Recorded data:
※

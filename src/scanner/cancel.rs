//! Cooperative cancellation
//!
//! A token is shared by reference between a run and every sub-operation.
//! It flips from live to cancelled exactly once and never resets. Probes
//! check it before each network call and race it against anything that
//! can block.

use std::future::Future;
use std::sync::atomic::{AtomicBool, Ordering};
use std::sync::Arc;
use std::time::Duration;

use tokio::sync::Notify;

use crate::error::ProbeError;

/// Cancellation flag plus the set of tasks waiting on it
#[derive(Debug, Clone, Default)]
pub struct CancellationToken {
    inner: Arc<Inner>,
}

#[derive(Debug, Default)]
struct Inner {
    cancelled: AtomicBool,
    waiters: Notify,
}

impl CancellationToken {
    pub fn new() -> Self {
        Self::default()
    }

    /// Cancel the token. Only the first call wakes waiters.
    pub fn cancel(&self) {
        if !self.inner.cancelled.swap(true, Ordering::SeqCst) {
            tracing::debug!("cancellation requested");
            self.inner.waiters.notify_waiters();
        }
    }

    pub fn is_cancelled(&self) -> bool {
        self.inner.cancelled.load(Ordering::SeqCst)
    }

    /// Checkpoint: `Err(Cancelled)` once the token has fired
    pub fn check(&self) -> Result<(), ProbeError> {
        if self.is_cancelled() {
            Err(ProbeError::Cancelled)
        } else {
            Ok(())
        }
    }

    /// Resolves once the token is cancelled
    pub async fn cancelled(&self) {
        loop {
            // Register before checking the flag so a concurrent cancel()
            // cannot slip between the two.
            let notified = self.inner.waiters.notified();
            if self.is_cancelled() {
                return;
            }
            notified.await;
        }
    }

    /// Run `fut` unless the token fires first. The future is dropped on
    /// cancellation, which aborts in-flight requests.
    pub async fn guard<F, T>(&self, fut: F) -> Result<T, ProbeError>
    where
        F: Future<Output = Result<T, ProbeError>>,
    {
        self.check()?;
        tokio::select! {
            biased;
            _ = self.cancelled() => Err(ProbeError::Cancelled),
            result = fut => result,
        }
    }

    /// Cancellable sleep used for pacing between steps
    pub async fn sleep(&self, duration: Duration) -> Result<(), ProbeError> {
        self.guard(async {
            tokio::time::sleep(duration).await;
            Ok(())
        })
        .await
    }
}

※

WHAT YOU ARE ASKED TO DO
All lines in the records above that contain "waiters" are to be reported.

OUTPUT OF THE EXERCISE
    waiters: Notify,
    /// Cancel the token. Only the first call wakes waiters.
            self.inner.waiters.notify_waiters();
            let notified = self.inner.waiters.notified();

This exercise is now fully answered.